Well, the fact that you declared your resolution will actually help you keep it. Don’t despair if a month later you’ve seen little progress.
“Think of resolutions as marathons, not 100-yard dashes. Prepare for the long haul of a changed lifestyle,” says Dr. John Norcross (PhD), a professor of psychology at the University of Scranton, Ohio, and coauthor of the book Changing for Good.
According to Dr. Norcross’ research, about half of us make New Year’s resolutions. Most resolutions are about self-improvement changes such as losing weight, starting to exercise, quitting smoking or drinking less alcohol.

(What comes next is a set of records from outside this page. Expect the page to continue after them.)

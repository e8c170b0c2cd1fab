//! Sub-agent delegation
//!
//! The `delegate` tool runs a nested [`AgentLoop`] with its own conversation
//! against the parent's browser tool instance. Its step counter continues the
//! parent's sequence, and what it did comes back as a [`DelegationReport`]
//! for the parent loop to absorb.

use std::sync::Arc;

use anyhow::Result;
use async_trait::async_trait;
use llm_core::{ChatMessage, ChatProvider};
use serde_json::Value;
use tokio::time::Instant;
use tracing::{info, instrument, warn};

use crate::agent::{prompt, AgentConfig, AgentLoop, HistoryEntry, NoopObserver, ProvenCall};
use crate::config::{AgentSettings, HistoryConfig};
use crate::tools::builtin::{SubTaskCompleteTool, DELEGATE, SUB_TASK_COMPLETE};
use crate::tools::dispatcher::Dispatcher;
use crate::tools::registry::ToolRegistry;
use crate::tools::{ParameterProperty, ParameterSchema, Tool, ToolContext, ToolResult};

const SUMMARY_CHARS: usize = 200;
const FAILURE_CHARS: usize = 500;

/// Bookkeeping a sub-agent hands back to its parent
#[derive(Debug, Clone)]
pub struct DelegationReport {
    /// Parent counter value the sub-agent started from
    pub seed_step: u64,
    /// Sub-agent counter value when it stopped
    pub final_step: u64,
    pub history: Vec<HistoryEntry>,
    /// Parent plan step that was in progress
    pub plan_step: Option<usize>,
    /// Replayable calls recorded for `plan_step`
    pub proven_calls: Vec<ProvenCall>,
    pub completed: bool,
    pub summary: Option<String>,
}

impl DelegationReport {
    pub fn steps_used(&self) -> u64 {
        self.final_step.saturating_sub(self.seed_step)
    }
}

/// Hands a sub-task to an isolated nested agent
pub struct DelegateTool {
    provider: Arc<dyn ChatProvider>,
    browser: Arc<dyn Tool>,
    settings: AgentSettings,
    history: HistoryConfig,
}

impl DelegateTool {
    pub fn new(
        provider: Arc<dyn ChatProvider>,
        browser: Arc<dyn Tool>,
        settings: AgentSettings,
        history: HistoryConfig,
    ) -> Self {
        Self {
            provider,
            browser,
            settings,
            history,
        }
    }

    fn sub_agent(&self, ctx: &ToolContext) -> AgentLoop {
        let mut registry = ToolRegistry::new();
        registry.register_shared(self.browser.clone());
        registry.register(SubTaskCompleteTool);

        AgentLoop::new(
            self.provider.clone(),
            Dispatcher::new(registry),
            AgentConfig::sub(&self.settings, self.history),
        )
        .with_session_id(ctx.session_id.clone())
        .starting_at_step(ctx.step)
        .tracking_plan_step(ctx.in_progress_step)
    }
}

fn truncate_chars(text: &str, max: usize) -> String {
    text.chars().take(max).collect()
}

/// Summary argument of the last `sub_task_complete` call
fn completion_summary(agent: &AgentLoop) -> Option<String> {
    agent
        .state()
        .steps()
        .flat_map(|record| record.tool_calls.iter())
        .filter(|call| call.tool == SUB_TASK_COMPLETE)
        .last()
        .and_then(|call| call.arguments["summary"].as_str().map(str::to_string))
}

#[async_trait]
impl Tool for DelegateTool {
    fn name(&self) -> &str {
        DELEGATE
    }

    fn description(&self) -> &str {
        "Delegate a self-contained sub-task (login, form filling, menu navigation) to a sub-agent \
         that shares the browser but has its own conversation. Only its summary comes back."
    }

    fn parameters_schema(&self) -> ParameterSchema {
        ParameterSchema::new()
            .with_required(
                "task",
                ParameterProperty::string("The sub-task, e.g. 'Log in as user@example.com with password abc123'"),
            )
            .with_property(
                "context",
                ParameterProperty::string("What has been done so far and where the browser currently is"),
            )
            .with_property(
                "max_steps",
                ParameterProperty::integer("Step budget for the sub-agent (default 100)"),
            )
    }

    #[instrument(skip(self, args, ctx), fields(session_id = %ctx.session_id, seed_step = ctx.step))]
    async fn execute(&self, args: &Value, ctx: &ToolContext) -> Result<ToolResult> {
        let task = args["task"].as_str().unwrap_or_default();
        let context = args["context"].as_str();
        let budget = args["max_steps"]
            .as_u64()
            .unwrap_or(self.settings.delegate_max_steps);

        let mut sub = self.sub_agent(ctx);
        sub.add_message(ChatMessage::user(prompt::sub_task(task, context)));
        info!(budget, plan_step = ?ctx.in_progress_step, "Delegating sub-task");

        let started = Instant::now();
        let run = sub.run(budget, &NoopObserver).await;
        let elapsed = started.elapsed().as_secs_f64();

        let report = DelegationReport {
            seed_step: ctx.step,
            final_step: sub.current_step(),
            history: sub.state().history.clone(),
            plan_step: ctx.in_progress_step,
            proven_calls: ctx
                .in_progress_step
                .map(|index| sub.state().tracker.open_calls(index).to_vec())
                .unwrap_or_default(),
            completed: sub.is_finished(),
            summary: completion_summary(&sub),
        };
        let steps_used = report.steps_used();

        let result = match run {
            Err(e) => {
                warn!(steps_used, error = %e, "Sub-agent failed");
                ToolResult::error(format!("Sub-agent execution error: {}", e))
            }
            Ok(()) if report.completed => {
                info!(steps_used, elapsed_secs = elapsed, "Sub-agent completed");
                let summary = report.summary.as_deref().unwrap_or("Task completed");
                ToolResult::success(format!(
                    "Sub-agent completed ({} steps, {:.1}s)\n{}",
                    steps_used,
                    elapsed,
                    truncate_chars(summary, SUMMARY_CHARS)
                ))
            }
            Ok(()) => {
                warn!(steps_used, "Sub-agent exhausted its budget");
                let last = sub.state().last_observation.as_deref().unwrap_or("none");
                ToolResult::error(format!(
                    "Sub-agent used {} steps without completing task\nFinal state: running\nLast result: {}",
                    steps_used,
                    truncate_chars(last, FAILURE_CHARS)
                ))
            }
        };
        Ok(result.with_delegation(report))
    }
}

#[cfg(test)]
mod tests {
    use super::*;
    use crate::agent::{SharedPlan, StepOutcome};
    use crate::config::ChannelConfig;
    use crate::rpc::RpcChannel;
    use crate::testing::{call, decide, MemoryPeer, ScriptedProvider};
    use crate::tools::builtin::{BrowserTool, PlanningTool, TerminateTool};
    use llm_core::{ChatResponse, LlmError, Role};
    use serde_json::json;

    fn parent(provider: Arc<ScriptedProvider>, peer: Arc<MemoryPeer>) -> (AgentLoop, SharedPlan) {
        let plan = SharedPlan::default();
        let channel = Arc::new(RpcChannel::new(peer, ChannelConfig::default()));
        let browser: Arc<dyn Tool> = Arc::new(BrowserTool::new(channel));
        let settings = AgentSettings::default();

        let mut registry = ToolRegistry::new();
        registry.register_shared(browser.clone());
        registry.register(PlanningTool::new(plan.clone()));
        registry.register(TerminateTool);
        registry.register(DelegateTool::new(
            provider.clone(),
            browser,
            settings.clone(),
            HistoryConfig::default(),
        ));

        let agent = AgentLoop::new(
            provider,
            Dispatcher::new(registry),
            AgentConfig::main(&settings, HistoryConfig::default()),
        )
        .with_plan(plan.clone())
        .with_session_id("parent");
        (agent, plan)
    }

    fn step_numbers(agent: &AgentLoop) -> Vec<u64> {
        agent.state().steps().map(|r| r.step).collect()
    }

    #[tokio::test(start_paused = true)]
    async fn test_exhausted_budget_is_failure_and_advances_counter() {
        let mut script = vec![decide("delegate", json!({"task": "find the coupon", "max_steps": 5}))];
        script.extend((0..5).map(|_| decide("browser", json!({"action": "get_links"}))));
        let provider = ScriptedProvider::new(script);
        let (mut agent, _) = parent(provider.clone(), MemoryPeer::echo());

        let outcome = agent.step(&NoopObserver).await.unwrap();

        assert_eq!(outcome, StepOutcome::Acted { success: false });
        assert_eq!(agent.current_step(), 6);
        assert_eq!(step_numbers(&agent), vec![1, 2, 3, 4, 5, 6]);
        assert!(!agent.is_finished());

        let observation = &agent.state().messages.last().unwrap().content;
        assert!(observation.contains("Sub-agent used 5 steps without completing task"));
        assert!(observation.contains("Last result: Observed output of cmd `browser`"));

        // The sub-agent only sees its own tool set
        let sub_request = &provider.requests()[1];
        assert_eq!(sub_request.tools, vec!["browser", "sub_task_complete"]);
        assert_eq!(sub_request.messages[0].content, "Sub-task: find the coupon");
    }

    #[tokio::test(start_paused = true)]
    async fn test_completion_merges_proven_calls() {
        let provider = ScriptedProvider::new(vec![
            decide("planning", json!({"command": "create", "steps": ["Log in"]})),
            ChatResponse::with_calls(
                "",
                vec![
                    call("planning", json!({"command": "mark_step", "step_index": 0, "step_status": "in_progress"})),
                    call("delegate", json!({"task": "log in", "context": "on the home page"})),
                ],
            ),
            decide("browser", json!({"action": "fill", "by_label": "Email", "text": "a@b.c"})),
            decide("sub_task_complete", json!({"summary": "Logged in as a@b.c"})),
            decide("planning", json!({"command": "mark_step", "step_index": 0, "step_status": "completed"})),
            decide("terminate", json!({"status": "success"})),
        ]);
        let (mut agent, _) = parent(provider, MemoryPeer::echo());

        while !agent.is_finished() {
            agent.step(&NoopObserver).await.unwrap();
        }

        assert_eq!(step_numbers(&agent), vec![1, 2, 3, 4, 5, 6]);
        let delegate_result = agent
            .state()
            .messages
            .iter()
            .find(|m| m.role == Role::Tool && m.content.contains("Sub-agent completed"))
            .unwrap();
        assert!(delegate_result.content.contains("(2 steps,"));
        assert!(delegate_result.content.ends_with("Logged in as a@b.c"));

        let proven = agent.finalize_proven_steps();
        assert_eq!(proven.len(), 1);
        assert_eq!(proven[0].description, "Log in");
        assert_eq!(proven[0].tool_calls[0].arguments["action"], "fill");
    }

    #[tokio::test]
    async fn test_zero_step_budget_advances_parent_by_one() {
        let provider = ScriptedProvider::new(vec![decide("delegate", json!({"task": "noop", "max_steps": 0}))]);
        let (mut agent, _) = parent(provider, MemoryPeer::echo());

        agent.step(&NoopObserver).await.unwrap();
        assert_eq!(agent.current_step(), 2);
        assert!(agent
            .state()
            .messages
            .last()
            .unwrap()
            .content
            .contains("Sub-agent used 0 steps"));
    }

    #[tokio::test]
    async fn test_fatal_sub_agent_error_becomes_observation() {
        let provider = ScriptedProvider::new(vec![decide("delegate", json!({"task": "x"}))]);
        provider.push_err(LlmError::InvalidResponse("empty choices".into()));
        let (mut agent, _) = parent(provider, MemoryPeer::echo());

        let outcome = agent.step(&NoopObserver).await.unwrap();
        assert_eq!(outcome, StepOutcome::Acted { success: false });
        assert!(agent
            .state()
            .messages
            .last()
            .unwrap()
            .content
            .contains("Sub-agent execution error"));
        // The failed sub-step still consumed a number
        assert_eq!(agent.current_step(), 2);
    }

    #[tokio::test]
    async fn test_sub_task_complete_does_not_end_parent() {
        let provider = ScriptedProvider::new(vec![
            decide("delegate", json!({"task": "x"})),
            decide("sub_task_complete", json!({"summary": "done"})),
        ]);
        let (mut agent, _) = parent(provider, MemoryPeer::echo());

        let outcome = agent.step(&NoopObserver).await.unwrap();
        assert_eq!(outcome, StepOutcome::Acted { success: true });
        assert!(!agent.is_finished());
    }
}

Believe it or not, studies show that 40 per cent to 46 per cent of New Year’s resolvers will be successful at six months.
In fact, if you make a New Year’s resolution, you are 10 times more likely to change compared to those who have the same goals and motivation to change, but didn’t use the annual changeover to make a resolution.
It’s OK to fall of the rails once in a while.
“Most successful resolvers slip in January,” says Dr. Norcross. “Don’t let one missed exercise class end the exercise program.”
One research study found that 71 per cent of successful resolvers said their first slip had actually strengthened their efforts.
He suggests preparing for slumps in February by creating a “slip plan” to deal with those situations.
Slips can be associated with negative emotions and social pressures.
Try leaving the pressure situation or distracting yourself by calling a friend or going for a power walk.
“Remember that meaningful change takes time. It takes three to six months before a change becomes routine.”